6. Citrus Clove Liqueur from Distillery 291
Something about the cold weather and holidays makes us want to sip a warming, spiced drink, and the Decc by Distillery 291 proves a perfect option. This 70-proof liqueur gets its flavor from clove simple syrup and citrus peels, a technique that gives the beverage a slight sticky, sweet and after-dinner-treat sort of appeal. Buy a bottle for your grandpa, that friend who loves to throw back a dram of spirits after skiing, or for any bartender in your life, professional or not. Let them have some fun with this unique Colorado Springs tipple.
7. Maryland-Style Rye Whiskey by Leopold Bros.
You can't go the season without a little whiskey, and this fruity and floral batch by the Denver-based distillery works winter wonders. Gift a bottle of Maryland-style rye and have your booze aficionado swoon. It's not a commonly found spirit, so this mild and flavorful whiskey will surely be appreciated. You can find it in most quality liquor stores, or head to the distillery for a $44.99 bottle as well as a tasting of all the other unique spirits Leopold Bros. makes. Just think of that latter part as a holiday gift for yourself. Just go get it soon: The whiskey is released each November, and it always sells out.
8. Mountain Bike Print Pint Glasses by Vital Industries
Three things Colorado is known for are mountains, beer and biking. If this describes the life of anyone you know, then the mountain-bike printed pint glasses by Vital Industries are a great gift option. The image proves simple and clean, but what you choose to pour into these charming $12 glasses is up to you. Choose from various colors such as moss, charcoal, navy blue or red clay, to name a few. Each vessel gets screenprinted by hand right in Denver, and the goods ship from the Vital studio. Order a set from, and when you give the present, think about throwing in a six-pack of seasonal suds from one of our local breweries, too.

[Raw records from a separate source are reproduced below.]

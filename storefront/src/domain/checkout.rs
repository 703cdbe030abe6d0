//! Default card and address selection used to pre-fill checkout.

use serde::{Deserialize, Serialize};

use super::{Collection, EntityKey, SyncableEntity, UserId};

/// Which default a checkout update targets.
#[derive(Debug, Clone, Copy, PartialEq, Eq, Hash, Serialize, Deserialize)]
#[serde(rename_all = "snake_case")]
pub enum CheckoutSlot {
    /// Default payment card.
    Card,
    /// Default shipping address.
    Address,
}

impl CheckoutSlot {
    /// Field name in the stored record.
    pub fn as_str(&self) -> &'static str {
        match self {
            Self::Card => "card",
            Self::Address => "address",
        }
    }
}

impl std::fmt::Display for CheckoutSlot {
    fn fmt(&self, f: &mut std::fmt::Formatter<'_>) -> std::fmt::Result {
        f.write_str(self.as_str())
    }
}

/// The user's default checkout selection, as list indices.
///
/// The record is written wholesale: every update re-sends both fields.
#[derive(Debug, Clone, Copy, PartialEq, Eq, Default, Serialize, Deserialize)]
pub struct CheckoutIndices {
    /// Index of the default card, if chosen.
    pub card: Option<usize>,
    /// Index of the default address, if chosen.
    pub address: Option<usize>,
}

impl CheckoutIndices {
    /// Read the index stored for `slot`.
    pub fn get(&self, slot: CheckoutSlot) -> Option<usize> {
        match slot {
            CheckoutSlot::Card => self.card,
            CheckoutSlot::Address => self.address,
        }
    }

    /// Copy of `self` with `slot` set to `index`; the other field is kept.
    ///
    /// # Examples
    /// ```
    /// use storefront::domain::{CheckoutIndices, CheckoutSlot};
    ///
    /// let pair = CheckoutIndices::default()
    ///     .with(CheckoutSlot::Card, 2)
    ///     .with(CheckoutSlot::Address, 1);
    /// assert_eq!(pair, CheckoutIndices { card: Some(2), address: Some(1) });
    /// ```
    #[must_use]
    pub fn with(self, slot: CheckoutSlot, index: usize) -> Self {
        match slot {
            CheckoutSlot::Card => Self {
                card: Some(index),
                ..self
            },
            CheckoutSlot::Address => Self {
                address: Some(index),
                ..self
            },
        }
    }
}

/// Stored default-checkout record of one user.
#[derive(Debug, Clone, PartialEq, Eq, Serialize, Deserialize)]
#[serde(rename_all = "camelCase")]
pub struct DefaultCheckoutIndex {
    /// Owner of the selection.
    pub user_id: UserId,
    /// Selected indices.
    #[serde(flatten)]
    pub indices: CheckoutIndices,
}

impl SyncableEntity for DefaultCheckoutIndex {
    const COLLECTION: Collection = Collection::CheckoutDefaults;

    fn key(&self) -> EntityKey {
        EntityKey::from(&self.user_id)
    }
}
//! Port for payment-card encryption.
//!
//! Card details never reach a store in plaintext. The domain hands a
//! [`PaymentCard`] to the cipher and persists only the resulting
//! [`CipherText`].

use crate::domain::{CipherText, PaymentCard};

use super::define_port_error;

define_port_error! {
    /// Errors raised by card cipher adapters.
    pub enum CardCipherError => CipherFailure {
        /// Encrypting a card failed.
        Encrypt { message: String } => "card encryption failed: {message}",
        /// Decrypting a stored payload failed.
        Decrypt { message: String } => "card decryption failed: {message}",
    }
}

/// Encrypts cards before they are stored and decrypts them when read.
#[cfg_attr(test, mockall::automock)]
pub trait CardCipher: Send + Sync {
    /// Produce the stored form of `card`.
    fn encrypt(&self, card: &PaymentCard) -> Result<CipherText, CardCipherError>;

    /// Recover a card from its stored form.
    fn decrypt(&self, payload: &CipherText) -> Result<PaymentCard, CardCipherError>;
}

/// Reversible hex encoding of the card's JSON form.
///
/// Provides no confidentiality. Intended for tests and local development.
#[derive(Debug, Clone, Copy, Default)]
pub struct FixtureCardCipher;

impl CardCipher for FixtureCardCipher {
    fn encrypt(&self, card: &PaymentCard) -> Result<CipherText, CardCipherError> {
        let json = serde_json::to_vec(card).map_err(|err| CardCipherError::encrypt(err.to_string()))?;
        Ok(CipherText::new(hex::encode(json)))
    }

    fn decrypt(&self, payload: &CipherText) -> Result<PaymentCard, CardCipherError> {
        let json =
            hex::decode(payload.as_str()).map_err(|err| CardCipherError::decrypt(err.to_string()))?;
        serde_json::from_slice(&json).map_err(|err| CardCipherError::decrypt(err.to_string()))
    }
}

#[cfg(test)]
mod tests {
    use super::*;
    use rstest::rstest;
    use uuid::Uuid;

    #[rstest]
    fn fixture_cipher_recovers_the_card() {
        let card = PaymentCard {
            id: Uuid::new_v4(),
            holder_name: "Ada Lovelace".to_owned(),
            number: "4111111111111111".to_owned(),
            expiry: "01/31".to_owned(),
            cvv: "321".to_owned(),
        };

        let payload = FixtureCardCipher.encrypt(&card).expect("encrypt");
        assert!(!payload.as_str().contains("4111111111111111"));

        let recovered = FixtureCardCipher.decrypt(&payload).expect("decrypt");
        assert_eq!(recovered, card);
    }

    #[rstest]
    #[case("not hex")]
    #[case("7b7d")]
    fn fixture_cipher_rejects_garbage(#[case] payload: &str) {
        let err = FixtureCardCipher
            .decrypt(&CipherText::new(payload))
            .expect_err("garbage payload");
        assert!(matches!(err, CardCipherError::Decrypt { .. }));
    }
}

9. Honey Vodka by Spring 44
This vodka is made with water that's literally pure as the driven snow — the snow that melts in Colorado’s Buckhorn Canyon, that is. You can taste the quality, too, and the honey vodka gets a lovely kick of sweetness, perfect for adding to a cup of hot tea, sipping straight or, once the weather starts to warm up again, sprucing up a lemonade. Hopefully the person you give it to will savor it that long, but we wouldn't be surprised if it's gone by February. Made in Loveland, the honey vodka also has notes of fragrant vanilla, lavender and toasted nuts. You can find Spring 44 all over the state, including Argonaut Wine and Liquor, Gunbarrel Liquor in Boulder and Highlands Wine and Liquor; it retails for around $23.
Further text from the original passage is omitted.